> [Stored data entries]

━━━━━━━━━━━━━━━━━━━━━━━━━━━━━━

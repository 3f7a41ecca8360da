//! Greedy assignment planner
//!
//! The planner walks eligible family units in order and fills each unit
//! from the unassigned student pool, applying the hard constraints
//! (batch, duplication, capacity) and the soft preferences (gender
//! balance, age). Soft preferences degrade gracefully: the gender
//! preference is relaxed first, the age filter second, and the hard
//! constraints never. Given identical inputs the planner emits an
//! identical plan; there is no randomization and no unordered iteration.

use super::config::AssignmentConfig;
use super::eligibility::{EligiblePool, EligibleUnit};
use super::location::{Granularity, LocationSignature, unit_signature};
use super::scoring::{address_match, diversity_score};
use super::types::{AssignmentFailure, AssignmentPlan, FailedAssignment, ProposedAssignment};
use crate::models::{AssignmentMode, Gender, Relationship, Student};
use rustc_hash::FxHashSet;
use smallvec::SmallVec;

/// Planner for one assignment run
#[derive(Debug)]
pub struct AssignmentPlanner {
    config: AssignmentConfig,
}

/// A candidate chosen for one slot
struct Selection {
    index: usize,
    address_match: Option<String>,
    diversity_score: Option<f64>,
}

━━━━━━━━━━━━━━━━━━━━━━━━━━━━━━

> [Work required] Of the lines above, copy each one that contains the word "identical".

> [Finished task]
//! constraints never. Given identical inputs the planner emits an
//! identical plan; there is no randomization and no unordered iteration.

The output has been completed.